My brother and I are much alike, and in some very arcane ways we overlap perfectly. One of these ways is a hyper sensitivity to ambiance, as is cultivated by paying soft attention to each of the five senses, in a particular time and place, and mindfully savoring the complete stack of those inputs, as one would an appetizer at fine dining.
In the final scene of this film there is a moment when the narrator mentions Edward O’Kelly by name, and juxtaposed is a shot of the man staggering up a snowy hill towards a building, with the sound of a hammer in the distance. It’s this specific scene that my brother and I immediately recognized as the closest objective ambient snapshot of what it is like building homes in the winter, in the north. Hiking up a hill of snow with 100 lbs of tools on your back in the virgin dawn.
This morning was an Edward O’Kelly morning. All the fellas were in very high spirits. The home owner is a huge man, looks like a retired linebacker, and is always there. Close talker and a toucher, I can’t say I like him immediately- but I could see him growing on me. The electricians were the same crew I’ve seen on the last 3 job sites, so it was a merry welcome from them. They too have grown on me over the years, even if they do still force everyone to listen to soft rock. Electricians are typically the closest thing we get to women, on the jobsite. The HVAC team consists of one guy who looks like John Candy, and has almost the exact same personality, so already I’m in love with him. The rest of the builders are Colombians, which means VERY decent music when they get the aux cable, and an overall pleasant and reliable group.

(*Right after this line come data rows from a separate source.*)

use std::any::Any;
use std::path::PathBuf;
use std::sync::Arc;
use std::time::Duration;

use axum::Router;
use axum::extract::{DefaultBodyLimit, Request};
use axum::http::header::{
    ACCESS_CONTROL_ALLOW_HEADERS, ACCESS_CONTROL_ALLOW_METHODS, ACCESS_CONTROL_ALLOW_ORIGIN,
};
use axum::http::{HeaderValue, Method, StatusCode};
use axum::middleware::{self, Next};
use axum::response::{IntoResponse, Response};
use axum::routing::{get, post};
use tower_http::catch_panic::CatchPanicLayer;
use tower_http::timeout::TimeoutLayer;
use tracing::error;

use crate::config::{Config, ServerConfig};
use crate::handlers;
use crate::llm::{ProviderRegistry, ServiceSelector};
use crate::response;

/// Shared application state.
#[derive(Clone)]
pub struct AppState {
    pub providers: ProviderRegistry,
    pub selector: Arc<ServiceSelector>,
    pub public_dir: PathBuf,
    pub idle_timeout_seconds: u64,
    pub keep_alive_interval_seconds: u64,
}

impl AppState {
    pub fn new(providers: ProviderRegistry, config: &Config) -> Self {
        Self {
            providers,
            selector: Arc::new(ServiceSelector::new()),
            public_dir: config.public_dir.clone(),
            idle_timeout_seconds: config.server.idle_timeout_seconds,
            keep_alive_interval_seconds: config.server.keep_alive_interval_seconds,
        }
    }
}

pub fn build_app(state: AppState, server: &ServerConfig) -> Router {
    let router = Router::new()
        .route("/", get(handlers::index))
        .route("/index.html", get(handlers::index))
        .route("/style.css", get(handlers::stylesheet))
        .route("/app.js", get(handlers::script))
        .route("/livez", get(handlers::livez))
        .route("/services", get(handlers::list_services))
        .route("/models", get(handlers::list_models))
        .route("/cerebras-models", get(handlers::list_cerebras_models))
        .route(
            "/upload",
            post(handlers::upload).layer(DefaultBodyLimit::max(server.max_upload_bytes)),
        )
        .route("/chat", post(handlers::chat))
        .fallback(handlers::not_found)
        .method_not_allowed_fallback(handlers::not_found)
        .with_state(state);
    with_layers(router, server)
}

/// Request timeout, panic recovery and CORS, outermost last.
fn with_layers(router: Router, server: &ServerConfig) -> Router {
    router
        .layer(TimeoutLayer::with_status_code(
            StatusCode::REQUEST_TIMEOUT,
            Duration::from_secs(server.request_timeout_seconds),
        ))
        .layer(CatchPanicLayer::custom(panic_response))
        .layer(middleware::from_fn(cors))
}

/// Answers preflight requests and adds permissive CORS headers to every response.
async fn cors(request: Request, next: Next) -> Response {
    let mut response = if request.method() == Method::OPTIONS {
        StatusCode::NO_CONTENT.into_response()
    } else {
        next.run(request).await
    };

    let headers = response.headers_mut();
    headers.insert(ACCESS_CONTROL_ALLOW_ORIGIN, HeaderValue::from_static("*"));
    headers.insert(
        ACCESS_CONTROL_ALLOW_METHODS,
        HeaderValue::from_static("GET, POST, OPTIONS"),
    );
    headers.insert(ACCESS_CONTROL_ALLOW_HEADERS, HeaderValue::from_static("*"));
    response
}

fn panic_response(panic: Box<dyn Any + Send + 'static>) -> Response {
    let message = if let Some(s) = panic.downcast_ref::<String>() {
        s.clone()
    } else if let Some(s) = panic.downcast_ref::<&str>() {
        s.to_string()
    } else {
        "Internal server error".to_string()
    };
    error!(%message, "Handler panicked");
    response::internal_error(message).into_response()
}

There are a few bad apples out there, most of them drywallers and painters, but for the most part you will never find happier or more satisfied men than you will at 38 degree jobsites covered in sawdust, loose nails, splintered fiberglass, and sketchy temp-wiring. The howl of the salamander heater drowns out the hammers and the drills, and everyone is just having a blast hacking and cutting and shoving and pulling and climbing and crafting.

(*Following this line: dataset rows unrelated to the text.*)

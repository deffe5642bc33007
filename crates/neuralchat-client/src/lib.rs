//! Client side of NeuralChat: conversation state, streaming turns against the
//! relay, and view models for rendering.

pub mod content;
pub mod error;
pub mod export;
pub mod model;
pub mod render;
pub mod session;
pub mod sse;
pub mod storage;
pub mod store;
pub mod templates;
pub mod transport;

pub use error::ClientError;
pub use session::{ChatSession, Notice, TurnObserver, TurnOutcome, TurnState};
pub use storage::{FileStorage, MemoryStorage, StateStorage, StorageError};
pub use store::ConversationStore;
pub use transport::{ChatTransport, RelayClient, TransportError};

/// Current time as unix milliseconds.
pub(crate) fn now_millis() -> i64 {
    chrono::Utc::now().timestamp_millis()
}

For instance, yesterday I spent the entire afternoon building a ladder and a platform to get my body up to the roofline so I could fine-tune some wood notching on a vent hole. I screwed boards across these ascending rafters, and when I was high enough I screwed an entire sheet of wood down, and then screwed a ladder to THAT, and then screwed the top of the ladder to the highest point in the rafters, and at last I had my path to BEGIN working. Which I saved for today.
Since it was frozen in there, I had two layers of gloves on, and was having a hard time- way up there- getting my little saw bit into the tiny groove it has to seat in to be attached, so I took off my gloves for a second to do that. One of them fell between my legs and floated two stories down to the basement before landing on an electrician. We then spent the next 5 minutes making sport of trying to return it to me without either of us moving much from our post. Eventually he was able to get them at least on the landing for my weird ladder path, and that finally achieved the “something helpful” he was going for. God bless him.
Last updated January 07, 2025
No comments.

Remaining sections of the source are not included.